Muchas veces utilizo el tiempo ganado al sueño para construir otras realidades, o simplemente para rescatar de la sombra el rastro de un sueño a punto de perderse.

Así ocurrió en aquella ocasión. Sin darme apenas cuenta, me sumergí en una realidad nebulosa; en el contenido de un sueño que se desvanecía.

En una plaza, repleta de personas, tendía lazos entre los corazones de la gente. Tejía una malla, capaz de conectar las esperanzas y los buenos deseos que albergan los seres humanos. La empatía llevaría a la concordia y, la tolerancia, ahorraría el tiempo a la justicia, porque todas las discrepancias terminarían. Pero, no todos estaban dispuestos a colaborar. Muchos de esos corazones rechazaban mi oferta, argumentando que se trataba de un sueño imposible. Entonces, esa conexión se rompía, y tenía que buscar los cabos para volver a unirla.

De vez en cuando, la paciencia acudía en mi auxilio. Sus palabras eran claras; suficientemente nítidas para ser rechazadas. Me decía: deja todo de mi cuenta. Tú, sigue ganando la confianza de esos corazones que se resisten. La base de tu éxito descansa sobre mi, solo tienes que seguir trabajando.

Así lo hice y, con gran esfuerzo, había acumulado una enorme madeja. Tan grande, que era suficiente para el fin que perseguía. Pasaron las semanas, los meses, también largos años. Por fin, una enorme alfombra rectangular, trabajada con dificultad, ocupaba la pradera. Entretejida con lo mejor de las personas, mostraba una base sólida y compacta. Pero, lo más hermoso, fue verla ascender hasta situarse a la altura de las nubes.

El tejido se había convertido en un puente de enormes proporciones, suspendido en el vacío, mostraba la consistencia de una roca. Su movimiento pendular, se parecía al que realiza la madre cuando mueve la cuna de su pequeño y, la protección dispensada a las almas que lo cruzaban, no era menor. Los cuerpos habían desaparecido y, con ellos, todas las necesidades.

No había casas ni hipotecas. El dinero no existía, tampoco la corrupción ni el dolor. Las riñas entre vecinos se transformaron en acuerdos y la competencia desleal no aportaba beneficios. Tampoco la prevaricación encontraba acomodo en la nueva forma de vida. Cada uno tenía lo suficiente, estrictamente lo necesario.

El concepto de tiempo se había diluido; todo era presente y eterno. Cada uno asumía su función dentro del orden establecido sin discutir la competencia de los demás.

Desconozco el tiempo que pasó. Recuerdo haber despertado sobre el sofá con algo de frío.
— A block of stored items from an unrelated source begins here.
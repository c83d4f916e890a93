//! splitkit-core: shared program identifiers, errors, and configuration.
//!
//! This crate is the foundational dependency for the other splitkit crates,
//! providing the closed [`ProgramId`] enumeration of supported timer
//! programs, the fault-level [`Error`] type, and application configuration.

pub mod config;
pub mod error;
pub mod program;

// Re-export the most commonly used items at the crate root.
pub use config::{Config, OutputConfig, ParseConfig};
pub use error::{Error, Result};
pub use program::{ParseMode, ProgramId};
//! Raw split file handle with its per-mode parse memo.
//!
//! The cache lives and dies with the [`SplitFile`] that owns it: there is no
//! expiry and nothing is shared between handles. Mutation goes through
//! `&mut SplitFile`, so callers sharing one handle across threads have to
//! serialize access themselves.

use std::io::Read;
use std::path::Path;
use std::sync::Arc;

use bytes::Bytes;
use splitkit_core::{ParseMode, ProgramId};

use crate::types::RunResult;

/// Memoized parse results, one slot per [`ParseMode`].
///
/// Only successful parses are stored; a miss is never cached.
#[derive(Debug, Clone, Default)]
pub struct ParseCache {
    fast: Option<Arc<RunResult>>,
    full: Option<Arc<RunResult>>,
    convert: Option<Arc<RunResult>>,
}

impl ParseCache {
    pub fn get(&self, mode: ParseMode) -> Option<Arc<RunResult>> {
        self.slot(mode).clone()
    }

    pub fn store(&mut self, mode: ParseMode, result: Arc<RunResult>) {
        *self.slot_mut(mode) = Some(result);
    }

    pub fn is_cached(&self, mode: ParseMode) -> bool {
        self.slot(mode).is_some()
    }

    pub fn clear(&mut self) {
        *self = Self::default();
    }

    fn slot(&self, mode: ParseMode) -> &Option<Arc<RunResult>> {
        match mode {
            ParseMode::Fast => &self.fast,
            ParseMode::Full => &self.full,
            ParseMode::Convert => &self.convert,
        }
    }

    fn slot_mut(&mut self, mode: ParseMode) -> &mut Option<Arc<RunResult>> {
        match mode {
            ParseMode::Fast => &mut self.fast,
            ParseMode::Full => &mut self.full,
            ParseMode::Convert => &mut self.convert,
        }
    }
}

/// An immutable raw split file plus its parse cache.
#[derive(Debug, Clone)]
pub struct SplitFile {
    bytes: Bytes,
    digest: Option<String>,
    cache: ParseCache,
}

impl SplitFile {
    pub fn new(bytes: impl Into<Bytes>) -> Self {
        Self {
            bytes: bytes.into(),
            digest: None,
            cache: ParseCache::default(),
        }
    }

    /// Read a whole byte source into a new handle.
    ///
    /// I/O failures are faults and propagate unchanged.
    pub fn from_reader<R: Read>(mut reader: R) -> splitkit_core::Result<Self> {
        let mut buffer = Vec::new();
        reader.read_to_end(&mut buffer)?;
        Ok(Self::new(buffer))
    }

    /// Read a file from disk, refusing anything larger than `max_size` bytes.
    pub fn open(path: &Path, max_size: u64) -> splitkit_core::Result<Self> {
        let file = std::fs::File::open(path)?;
        let size = file.metadata()?.len();
        if size > max_size {
            return Err(splitkit_core::Error::TooLarge {
                size,
                limit: max_size,
            });
        }
        Self::from_reader(file)
    }

    /// Attach the identity a storage collaborator assigned to these bytes.
    pub fn with_digest(mut self, digest: impl Into<String>) -> Self {
        self.digest = Some(digest.into());
        self
    }

    pub fn bytes(&self) -> &[u8] {
        &self.bytes
    }

    pub fn len(&self) -> usize {
        self.bytes.len()
    }

    pub fn is_empty(&self) -> bool {
        self.bytes.is_empty()
    }

    pub fn digest(&self) -> Option<&str> {
        self.digest.as_deref()
    }

    pub fn cache(&self) -> &ParseCache {
        &self.cache
    }

    pub(crate) fn cache_mut(&mut self) -> &mut ParseCache {
        &mut self.cache
    }

    /// Filename for exporting this run as `program`, e.g. `abc.lss`.
    pub fn filename(stem: &str, program: ProgramId) -> String {
        format!("{stem}.{}", program.file_extension())
    }
}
Me había quedado dormido.

Volví del sueño al mundo real. El sólido puente, proyectado sobre las nubes, se había roto y, todos los proyectos e ilusiones cayeron al vacío. La enorme alfombra del sueño estaba hecha jirones. Los corazones volvieron a latir violentamente y recobraron los egoísmos y el desamor.

Me acerqué de nuevo a la ventana. El viento se había parado, y las farolas ya no lucían. Las hojas, amontonadas sobre el suelo, esperaban al barrendero que comenzaba su trabajo muy temprano. La vida seguía, nada había cambiado. Se trataba de un sueño; de un hermoso sueño.

Necesitamos soñar lo imposible; imaginar lo ideal para que el mundo no se descomponga. Es necesario concebir otros mundos y olvidarnos, aunque sea por un momento, del trabajo de vivir. Somos seres muy complejos que, por alguna razón, buscamos la eternidad. Quizá porque estamos destinados a vivir en la plenitud de ese sueño que no pude retener.